He was an old man who raked alone on his suburban lawn and he had gone all afternoon now without stopping for coffee.   His grass was closely-trimmed and green in Detroit’s November, the mowing over for another year. Two dozen metal tines scraped across his sidewalk to bags nearly full with leaves all waiting at the curb for transport.

Fifty years ago diesel tractors stole the Sterling farm’s topsoil to carve these streets and basements.  New owners rolled out thin sod, flooded maple saplings between the curbs and driveways with too much water and began the litany of weed-and-feed, trimming and raking that ensued.  He was there in the first years when toddlers dotted every yard and the parish school blossomed.  While neighbors and their children moved north or west and new ones came his family was rooted here.  He remained after he sold his store and stepped away from its drums and guitars.   Empty bedrooms and now nearly-naked branches marked the turning of the years.

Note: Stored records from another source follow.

//! Command-line driver. Collects `.tg` files, runs them through the front
//! end, and writes the generated sources next to their inputs.

use std::{
    error::Error,
    fs,
    path::{Path, PathBuf},
    time::Instant,
};

use crate::{
    ast::TypeDecl,
    diag,
    generate::{self, Options},
    lexer::Lexer,
    parser,
    type_checker,
};

pub const EXTENSION: &str = ".tg";

#[derive(Debug, clap::Parser)]
#[command(version, about = "Generates source definitions from .tg schemas")]
pub struct Cli {
    /// A `.tg` file, or a directory scanned for `.tg` files.
    pub path: PathBuf,
    /// The language to generate definitions in.
    pub language: Language,
    /// Code indentation width.
    #[arg(long, default_value_t = 4, value_parser = clap::value_parser!(u8).range(1..))]
    pub indent: u8,
    /// Dump the token stream of each input instead of generating code.
    #[arg(long)]
    pub tokens: bool,
}

#[derive(Copy, Clone, Debug, PartialEq, Eq, clap::ValueEnum)]
pub enum Language {
    #[value(alias = "golang")]
    Go,
    #[value(alias = "js")]
    Javascript,
    Java,
    #[value(alias = "kt")]
    Kotlin,
    #[value(alias = "rs")]
    Rust,
}

impl Language {
    pub fn extension(self) -> &'static str {
        match self {
            Language::Go => ".go",
            Language::Javascript => ".js",
            Language::Java => ".java",
            Language::Kotlin => ".kt",
            Language::Rust => ".rs",
        }
    }
}

pub fn run(cli: &Cli) -> Result<(), Box<dyn Error>> {
    let files = collect_files(&cli.path)?;
    if files.is_empty() {
        return Err(format!("Nothing to do. Ensure your files end with {EXTENSION}").into());
    }

    let options = Options {
        indent: usize::from(cli.indent),
        ..Options::default()
    };

    let start = Instant::now();
    println!("Processing {} files", files.len());
    for file in &files {
        println!("  {}", file.display());
        process_file(file, cli, &options)?;
    }
    println!("Time elapsed processing: {:?}", start.elapsed());
    Ok(())
}

fn process_file(file: &Path, cli: &Cli, options: &Options) -> Result<(), Box<dyn Error>> {
    let path = file.display().to_string();
    let data = fs::read(file)
        .map_err(|error| format!("Failed to open file at '{path}' because {error}"))?;

    if cli.tokens {
        dump_tokens(&data);
        return Ok(());
    }

    let mut types = parser::parse_file(&path, &data)?;
    type_checker::check_file(&path, &mut types)?;
    let code = generate_code(&mut types, cli.language, options, &path)?;

    let output = change_extension(&path, cli.language.extension());
    fs::write(&output, code)
        .map_err(|error| format!("ERROR writing contents to file: {error}"))?;
    Ok(())
}

fn generate_code(
    types: &mut [TypeDecl],
    language: Language,
    options: &Options,
    path: &str,
) -> diag::Result<String> {
    match language {
        Language::Go => generate::go::generate(types, options, path),
        Language::Javascript => Ok(generate::javascript::generate(types, options)),
        Language::Java => generate::java::generate(types, options, path),
        Language::Kotlin => generate::kotlin::generate(types, options, path),
        Language::Rust => generate::rust::generate(types, options, path),
    }
}

fn collect_files(path: &Path) -> Result<Vec<PathBuf>, Box<dyn Error>> {
    if !path.exists() {
        return Err(format!("the file/directory at '{}' does not exist", path.display()).into());
    }

    let has_extension =
        |p: &Path| p.to_str().is_some_and(|name| name.ends_with(EXTENSION));

    let mut files = Vec::new();
    if path.is_dir() {
        for entry in fs::read_dir(path).map_err(|_| "Failed to open directory.")? {
            let entry = entry.map_err(|_| "Failed to open directory.")?;
            if has_extension(&entry.path()) {
                files.push(entry.path());
            }
        }
        files.sort();
    } else if has_extension(path) {
        files.push(path.to_path_buf());
    }
    Ok(files)
}

fn dump_tokens(data: &[u8]) {
    let mut lexer = Lexer::new(data);
    loop {
        let token = lexer.next_token();
        println!("{token}");
        if token.is_eof() || token.is_error() {
            break;
        }
    }
}

/// `cat.tg` becomes e.g. `cat.js`. Inputs without an extension get the new
/// one appended.
fn change_extension(file: &str, new_extension: &str) -> String {
    match Path::new(file).extension() {
        None => format!("{file}{new_extension}"),
        Some(old) => {
            let old = format!(".{}", old.to_string_lossy());
            file.replacen(&old, new_extension, 1)
        }
    }
}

Alone each brown wet or crisp red leaf held its story until, when swept together, its voice disappeared in the rasp of the pile being pulled across the lawn.  The raker’s shoulders and back were tired and showed his age.  Today he did not much care for what the leaves could tell of his neighborhood.  There were no majestic trees here like sycamores with giant leaves larger-than-life even as they fell.   Tall oaks would have held fast most of their leaves until the first snowfall or even later.   Like its people it was a subdivision of maples; soft or hard, crimson, Norway or silver and all-American.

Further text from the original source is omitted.